### WORK REQUEST
Find and copy every line in the records that includes the string "generation".
======== SUPPLIED DATA
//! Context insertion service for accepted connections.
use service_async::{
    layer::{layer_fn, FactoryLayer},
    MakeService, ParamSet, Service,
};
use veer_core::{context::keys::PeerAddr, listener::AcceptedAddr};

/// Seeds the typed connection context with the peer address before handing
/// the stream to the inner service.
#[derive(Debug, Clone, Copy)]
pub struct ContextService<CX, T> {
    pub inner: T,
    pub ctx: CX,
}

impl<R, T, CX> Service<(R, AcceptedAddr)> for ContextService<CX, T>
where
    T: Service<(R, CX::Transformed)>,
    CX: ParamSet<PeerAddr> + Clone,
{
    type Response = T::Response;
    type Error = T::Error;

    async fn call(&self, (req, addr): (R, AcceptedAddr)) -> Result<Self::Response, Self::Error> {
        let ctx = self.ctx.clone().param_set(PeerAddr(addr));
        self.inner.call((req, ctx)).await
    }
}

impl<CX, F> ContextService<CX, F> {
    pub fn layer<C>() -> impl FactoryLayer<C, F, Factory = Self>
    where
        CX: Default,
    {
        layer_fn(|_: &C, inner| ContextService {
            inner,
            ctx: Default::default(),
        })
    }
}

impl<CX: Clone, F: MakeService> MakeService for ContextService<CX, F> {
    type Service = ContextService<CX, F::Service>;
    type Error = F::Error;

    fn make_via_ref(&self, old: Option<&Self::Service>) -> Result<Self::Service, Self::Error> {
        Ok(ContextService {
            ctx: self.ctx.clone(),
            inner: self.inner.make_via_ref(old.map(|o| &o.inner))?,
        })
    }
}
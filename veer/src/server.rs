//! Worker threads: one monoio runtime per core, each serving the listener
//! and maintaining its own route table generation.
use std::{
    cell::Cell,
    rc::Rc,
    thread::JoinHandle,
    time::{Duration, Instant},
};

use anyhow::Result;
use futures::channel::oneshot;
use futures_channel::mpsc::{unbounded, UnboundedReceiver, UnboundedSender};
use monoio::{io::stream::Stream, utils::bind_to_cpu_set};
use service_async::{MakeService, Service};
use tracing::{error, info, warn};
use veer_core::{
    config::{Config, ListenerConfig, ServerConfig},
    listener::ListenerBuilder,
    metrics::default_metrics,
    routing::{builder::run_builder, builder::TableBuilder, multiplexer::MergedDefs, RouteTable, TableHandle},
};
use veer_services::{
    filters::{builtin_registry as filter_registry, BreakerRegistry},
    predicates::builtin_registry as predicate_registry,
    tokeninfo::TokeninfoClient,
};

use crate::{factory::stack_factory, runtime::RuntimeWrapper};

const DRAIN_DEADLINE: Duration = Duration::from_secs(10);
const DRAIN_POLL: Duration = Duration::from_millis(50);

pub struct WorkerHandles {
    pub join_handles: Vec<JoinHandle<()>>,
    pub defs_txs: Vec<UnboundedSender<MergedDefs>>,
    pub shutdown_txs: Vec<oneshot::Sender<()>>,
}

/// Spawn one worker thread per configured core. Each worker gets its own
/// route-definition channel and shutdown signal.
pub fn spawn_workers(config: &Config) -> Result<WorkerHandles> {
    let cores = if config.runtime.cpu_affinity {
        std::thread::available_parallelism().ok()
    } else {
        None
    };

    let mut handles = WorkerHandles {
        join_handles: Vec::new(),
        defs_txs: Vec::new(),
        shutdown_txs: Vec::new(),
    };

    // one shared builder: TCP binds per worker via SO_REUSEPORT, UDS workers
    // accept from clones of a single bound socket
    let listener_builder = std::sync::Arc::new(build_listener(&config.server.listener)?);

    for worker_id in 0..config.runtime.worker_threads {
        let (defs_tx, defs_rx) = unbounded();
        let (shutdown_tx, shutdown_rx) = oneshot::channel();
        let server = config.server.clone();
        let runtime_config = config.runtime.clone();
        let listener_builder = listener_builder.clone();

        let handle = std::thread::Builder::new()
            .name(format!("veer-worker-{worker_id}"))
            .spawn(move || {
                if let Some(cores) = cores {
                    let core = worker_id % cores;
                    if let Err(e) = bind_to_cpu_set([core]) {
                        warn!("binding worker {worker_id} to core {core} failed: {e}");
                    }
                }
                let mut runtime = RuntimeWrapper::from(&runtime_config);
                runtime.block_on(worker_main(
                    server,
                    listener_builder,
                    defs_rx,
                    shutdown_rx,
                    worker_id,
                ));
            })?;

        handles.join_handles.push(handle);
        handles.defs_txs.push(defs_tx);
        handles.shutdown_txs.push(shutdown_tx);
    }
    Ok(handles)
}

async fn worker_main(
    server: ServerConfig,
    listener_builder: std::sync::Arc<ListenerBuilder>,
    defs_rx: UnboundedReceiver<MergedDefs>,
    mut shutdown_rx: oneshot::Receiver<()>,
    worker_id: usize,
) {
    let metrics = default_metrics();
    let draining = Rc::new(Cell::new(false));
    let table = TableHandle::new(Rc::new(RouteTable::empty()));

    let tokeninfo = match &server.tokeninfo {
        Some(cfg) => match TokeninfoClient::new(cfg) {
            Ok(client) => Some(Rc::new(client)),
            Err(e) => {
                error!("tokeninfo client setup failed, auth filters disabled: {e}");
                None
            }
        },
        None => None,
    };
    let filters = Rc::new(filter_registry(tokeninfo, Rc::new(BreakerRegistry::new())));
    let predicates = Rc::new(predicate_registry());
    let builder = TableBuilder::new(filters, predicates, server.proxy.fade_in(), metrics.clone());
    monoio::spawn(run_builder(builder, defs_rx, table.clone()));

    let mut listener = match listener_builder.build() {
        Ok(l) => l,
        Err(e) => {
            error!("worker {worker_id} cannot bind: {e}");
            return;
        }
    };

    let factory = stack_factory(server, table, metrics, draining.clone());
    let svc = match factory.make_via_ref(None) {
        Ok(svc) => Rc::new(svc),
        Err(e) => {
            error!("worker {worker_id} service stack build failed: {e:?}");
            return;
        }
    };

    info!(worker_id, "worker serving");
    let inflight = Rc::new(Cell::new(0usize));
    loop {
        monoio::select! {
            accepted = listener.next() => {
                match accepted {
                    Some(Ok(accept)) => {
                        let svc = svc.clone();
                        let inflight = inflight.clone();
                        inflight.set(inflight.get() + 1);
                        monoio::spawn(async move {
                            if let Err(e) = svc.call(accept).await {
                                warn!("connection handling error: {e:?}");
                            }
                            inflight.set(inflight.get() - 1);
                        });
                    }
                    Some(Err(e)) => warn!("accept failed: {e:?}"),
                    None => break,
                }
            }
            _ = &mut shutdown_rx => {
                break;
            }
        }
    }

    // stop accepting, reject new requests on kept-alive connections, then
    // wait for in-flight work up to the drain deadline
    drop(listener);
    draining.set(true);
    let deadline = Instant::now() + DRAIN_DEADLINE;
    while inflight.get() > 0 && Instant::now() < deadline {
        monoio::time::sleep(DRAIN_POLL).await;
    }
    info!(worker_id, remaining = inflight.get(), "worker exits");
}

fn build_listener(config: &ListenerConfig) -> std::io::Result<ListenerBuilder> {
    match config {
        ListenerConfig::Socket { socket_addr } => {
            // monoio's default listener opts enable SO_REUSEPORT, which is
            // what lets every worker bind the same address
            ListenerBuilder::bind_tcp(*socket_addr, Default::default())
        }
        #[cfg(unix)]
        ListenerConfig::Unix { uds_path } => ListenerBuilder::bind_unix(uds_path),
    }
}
================
======== SUPPLIED DATA
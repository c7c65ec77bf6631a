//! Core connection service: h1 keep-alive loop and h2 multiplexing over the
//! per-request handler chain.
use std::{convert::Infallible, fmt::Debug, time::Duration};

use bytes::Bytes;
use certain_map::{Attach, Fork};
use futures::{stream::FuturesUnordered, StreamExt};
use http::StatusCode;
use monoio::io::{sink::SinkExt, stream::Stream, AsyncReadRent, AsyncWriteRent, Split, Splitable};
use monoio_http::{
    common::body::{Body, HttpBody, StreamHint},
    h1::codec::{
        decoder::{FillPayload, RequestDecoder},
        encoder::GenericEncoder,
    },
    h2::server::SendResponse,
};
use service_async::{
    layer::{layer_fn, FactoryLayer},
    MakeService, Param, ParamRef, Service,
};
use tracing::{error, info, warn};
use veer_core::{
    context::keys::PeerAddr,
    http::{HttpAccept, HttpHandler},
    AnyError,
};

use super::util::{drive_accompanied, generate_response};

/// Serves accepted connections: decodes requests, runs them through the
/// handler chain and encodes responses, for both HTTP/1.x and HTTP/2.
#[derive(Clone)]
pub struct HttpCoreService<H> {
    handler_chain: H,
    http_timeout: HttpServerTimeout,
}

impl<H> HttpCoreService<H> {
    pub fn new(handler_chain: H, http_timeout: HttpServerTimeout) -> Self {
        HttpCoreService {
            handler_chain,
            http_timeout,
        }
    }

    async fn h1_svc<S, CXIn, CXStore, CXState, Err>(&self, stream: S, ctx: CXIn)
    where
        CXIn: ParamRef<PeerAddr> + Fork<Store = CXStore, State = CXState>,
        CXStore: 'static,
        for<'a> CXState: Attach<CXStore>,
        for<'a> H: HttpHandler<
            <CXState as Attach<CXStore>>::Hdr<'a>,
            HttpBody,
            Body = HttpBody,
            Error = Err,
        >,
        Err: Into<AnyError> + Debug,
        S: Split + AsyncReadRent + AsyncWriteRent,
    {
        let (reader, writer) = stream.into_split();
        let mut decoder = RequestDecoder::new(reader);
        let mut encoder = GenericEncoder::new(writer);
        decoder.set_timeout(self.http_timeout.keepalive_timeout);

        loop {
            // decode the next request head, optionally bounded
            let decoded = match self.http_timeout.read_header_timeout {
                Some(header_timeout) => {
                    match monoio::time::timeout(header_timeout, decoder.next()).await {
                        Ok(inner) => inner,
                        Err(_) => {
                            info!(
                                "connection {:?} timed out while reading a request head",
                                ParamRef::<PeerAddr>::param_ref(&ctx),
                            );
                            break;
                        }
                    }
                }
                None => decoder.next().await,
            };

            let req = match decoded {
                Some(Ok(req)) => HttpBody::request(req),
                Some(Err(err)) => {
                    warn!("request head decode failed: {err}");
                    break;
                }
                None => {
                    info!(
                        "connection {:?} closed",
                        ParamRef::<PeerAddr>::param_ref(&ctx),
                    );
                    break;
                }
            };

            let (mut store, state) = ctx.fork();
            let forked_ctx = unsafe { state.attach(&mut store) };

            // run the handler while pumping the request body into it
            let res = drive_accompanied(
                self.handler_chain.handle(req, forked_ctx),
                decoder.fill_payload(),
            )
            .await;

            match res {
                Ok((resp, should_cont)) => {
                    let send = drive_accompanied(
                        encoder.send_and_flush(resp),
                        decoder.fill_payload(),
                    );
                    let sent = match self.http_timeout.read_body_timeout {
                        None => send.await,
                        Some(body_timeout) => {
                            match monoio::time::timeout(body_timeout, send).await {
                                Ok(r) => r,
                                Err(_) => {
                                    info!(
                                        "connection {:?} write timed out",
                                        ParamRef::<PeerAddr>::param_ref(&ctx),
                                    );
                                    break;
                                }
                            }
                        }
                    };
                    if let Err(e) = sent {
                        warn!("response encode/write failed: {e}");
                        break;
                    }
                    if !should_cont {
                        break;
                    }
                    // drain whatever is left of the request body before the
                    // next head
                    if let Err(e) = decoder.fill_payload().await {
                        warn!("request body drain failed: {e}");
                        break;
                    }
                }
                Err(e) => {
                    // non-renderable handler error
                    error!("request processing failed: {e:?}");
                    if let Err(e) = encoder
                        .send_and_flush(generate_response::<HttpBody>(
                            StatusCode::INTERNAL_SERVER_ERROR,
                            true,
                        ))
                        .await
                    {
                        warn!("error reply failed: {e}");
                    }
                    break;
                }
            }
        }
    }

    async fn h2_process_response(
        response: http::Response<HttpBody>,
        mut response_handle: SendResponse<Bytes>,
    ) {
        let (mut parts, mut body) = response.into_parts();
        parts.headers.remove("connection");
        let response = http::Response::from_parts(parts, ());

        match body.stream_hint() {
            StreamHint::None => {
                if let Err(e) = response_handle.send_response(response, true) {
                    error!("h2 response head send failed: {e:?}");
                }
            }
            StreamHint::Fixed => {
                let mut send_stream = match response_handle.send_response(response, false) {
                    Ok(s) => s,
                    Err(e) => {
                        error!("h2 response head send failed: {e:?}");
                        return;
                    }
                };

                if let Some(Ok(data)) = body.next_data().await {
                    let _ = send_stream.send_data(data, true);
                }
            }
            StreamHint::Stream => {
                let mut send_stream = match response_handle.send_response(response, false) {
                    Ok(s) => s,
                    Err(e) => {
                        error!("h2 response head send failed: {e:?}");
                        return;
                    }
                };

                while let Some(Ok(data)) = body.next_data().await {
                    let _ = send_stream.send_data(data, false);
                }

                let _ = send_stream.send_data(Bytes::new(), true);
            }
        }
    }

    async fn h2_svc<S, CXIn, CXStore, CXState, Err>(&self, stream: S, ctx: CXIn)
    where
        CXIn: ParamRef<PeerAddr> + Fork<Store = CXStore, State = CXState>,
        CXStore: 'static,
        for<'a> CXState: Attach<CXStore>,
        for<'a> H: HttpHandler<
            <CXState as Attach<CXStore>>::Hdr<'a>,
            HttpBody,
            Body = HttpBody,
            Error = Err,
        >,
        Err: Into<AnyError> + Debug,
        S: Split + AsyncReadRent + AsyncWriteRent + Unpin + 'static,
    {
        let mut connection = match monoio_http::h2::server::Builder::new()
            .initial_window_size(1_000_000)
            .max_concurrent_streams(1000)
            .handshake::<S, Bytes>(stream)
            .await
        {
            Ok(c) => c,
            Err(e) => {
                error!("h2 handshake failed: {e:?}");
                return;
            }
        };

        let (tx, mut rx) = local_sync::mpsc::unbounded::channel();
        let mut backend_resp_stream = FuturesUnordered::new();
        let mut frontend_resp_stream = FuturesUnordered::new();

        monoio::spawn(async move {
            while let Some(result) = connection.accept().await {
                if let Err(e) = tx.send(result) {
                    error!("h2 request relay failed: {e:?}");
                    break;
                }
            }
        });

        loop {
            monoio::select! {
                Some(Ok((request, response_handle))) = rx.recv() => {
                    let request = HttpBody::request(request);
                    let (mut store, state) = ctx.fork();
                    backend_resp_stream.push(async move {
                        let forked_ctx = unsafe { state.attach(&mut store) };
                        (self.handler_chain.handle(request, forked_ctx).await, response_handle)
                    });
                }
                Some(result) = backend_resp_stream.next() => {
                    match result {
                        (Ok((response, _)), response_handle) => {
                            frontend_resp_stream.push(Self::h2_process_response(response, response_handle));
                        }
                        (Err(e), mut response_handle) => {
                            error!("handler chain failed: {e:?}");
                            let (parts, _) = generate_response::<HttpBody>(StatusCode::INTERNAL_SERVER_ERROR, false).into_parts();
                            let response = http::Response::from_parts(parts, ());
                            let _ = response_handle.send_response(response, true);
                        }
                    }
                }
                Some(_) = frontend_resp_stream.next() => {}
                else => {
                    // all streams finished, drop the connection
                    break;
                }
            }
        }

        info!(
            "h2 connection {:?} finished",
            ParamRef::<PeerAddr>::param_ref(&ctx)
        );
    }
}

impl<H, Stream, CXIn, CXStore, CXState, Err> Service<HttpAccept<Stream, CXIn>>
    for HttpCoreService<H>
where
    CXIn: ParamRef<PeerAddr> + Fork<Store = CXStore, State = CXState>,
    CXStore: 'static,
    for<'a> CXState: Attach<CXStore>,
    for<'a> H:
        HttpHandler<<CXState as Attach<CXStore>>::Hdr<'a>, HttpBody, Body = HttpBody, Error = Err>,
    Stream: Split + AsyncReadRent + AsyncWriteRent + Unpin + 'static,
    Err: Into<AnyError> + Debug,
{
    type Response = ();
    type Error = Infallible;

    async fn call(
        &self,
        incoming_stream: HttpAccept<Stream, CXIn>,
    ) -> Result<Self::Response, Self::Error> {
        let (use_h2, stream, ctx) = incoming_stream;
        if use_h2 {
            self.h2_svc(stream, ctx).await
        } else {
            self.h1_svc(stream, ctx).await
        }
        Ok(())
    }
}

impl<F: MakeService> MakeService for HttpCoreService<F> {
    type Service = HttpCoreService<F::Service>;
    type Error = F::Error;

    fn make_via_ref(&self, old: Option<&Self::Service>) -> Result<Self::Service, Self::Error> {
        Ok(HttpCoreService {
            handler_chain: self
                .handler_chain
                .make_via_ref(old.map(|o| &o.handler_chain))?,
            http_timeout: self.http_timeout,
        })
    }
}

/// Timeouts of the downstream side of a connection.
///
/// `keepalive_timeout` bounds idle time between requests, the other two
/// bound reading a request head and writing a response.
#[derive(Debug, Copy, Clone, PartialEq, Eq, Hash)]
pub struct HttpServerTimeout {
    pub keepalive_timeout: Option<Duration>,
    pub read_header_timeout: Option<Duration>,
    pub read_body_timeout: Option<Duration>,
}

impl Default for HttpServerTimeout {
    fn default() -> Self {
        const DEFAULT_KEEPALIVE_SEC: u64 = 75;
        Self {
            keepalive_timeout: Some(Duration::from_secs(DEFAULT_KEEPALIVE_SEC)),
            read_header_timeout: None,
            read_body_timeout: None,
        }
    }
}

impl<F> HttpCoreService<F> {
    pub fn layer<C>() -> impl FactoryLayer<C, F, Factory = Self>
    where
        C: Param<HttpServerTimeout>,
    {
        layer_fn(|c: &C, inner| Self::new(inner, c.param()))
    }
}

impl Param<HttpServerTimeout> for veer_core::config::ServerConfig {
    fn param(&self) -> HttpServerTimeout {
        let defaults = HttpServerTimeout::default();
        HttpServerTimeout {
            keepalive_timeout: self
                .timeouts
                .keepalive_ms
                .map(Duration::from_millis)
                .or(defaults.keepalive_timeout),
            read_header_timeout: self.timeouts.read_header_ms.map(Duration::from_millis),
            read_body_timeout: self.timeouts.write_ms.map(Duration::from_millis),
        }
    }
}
================
======== SUPPLIED DATA
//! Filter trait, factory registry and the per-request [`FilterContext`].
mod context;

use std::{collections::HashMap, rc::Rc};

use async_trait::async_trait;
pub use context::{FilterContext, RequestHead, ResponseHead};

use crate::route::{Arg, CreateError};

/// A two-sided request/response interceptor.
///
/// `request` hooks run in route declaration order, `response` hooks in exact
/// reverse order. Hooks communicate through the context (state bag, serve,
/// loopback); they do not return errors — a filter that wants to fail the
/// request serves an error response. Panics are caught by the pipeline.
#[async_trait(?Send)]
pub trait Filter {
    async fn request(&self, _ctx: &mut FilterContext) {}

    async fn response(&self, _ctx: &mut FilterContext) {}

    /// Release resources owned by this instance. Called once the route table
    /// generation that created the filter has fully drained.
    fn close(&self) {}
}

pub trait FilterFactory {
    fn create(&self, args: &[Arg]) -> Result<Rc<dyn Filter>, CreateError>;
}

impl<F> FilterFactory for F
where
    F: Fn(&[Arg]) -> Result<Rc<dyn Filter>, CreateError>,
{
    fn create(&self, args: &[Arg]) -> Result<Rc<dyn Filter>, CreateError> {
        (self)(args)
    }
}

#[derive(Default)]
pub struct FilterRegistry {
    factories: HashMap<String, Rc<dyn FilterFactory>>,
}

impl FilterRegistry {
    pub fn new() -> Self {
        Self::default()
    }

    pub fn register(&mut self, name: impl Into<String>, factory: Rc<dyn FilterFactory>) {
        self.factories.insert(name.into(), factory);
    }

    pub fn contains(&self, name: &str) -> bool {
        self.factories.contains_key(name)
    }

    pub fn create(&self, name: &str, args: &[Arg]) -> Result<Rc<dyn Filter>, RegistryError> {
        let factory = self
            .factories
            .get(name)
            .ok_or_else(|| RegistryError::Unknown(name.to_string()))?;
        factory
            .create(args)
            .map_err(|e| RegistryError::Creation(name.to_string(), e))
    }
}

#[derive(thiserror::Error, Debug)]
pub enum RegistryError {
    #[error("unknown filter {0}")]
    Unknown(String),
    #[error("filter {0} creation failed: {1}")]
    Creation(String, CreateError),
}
================
### SOLUTION TO THIS EXERCISE
//! and maintaining its own route table generation.
    /// generation that created the filter has fully drained.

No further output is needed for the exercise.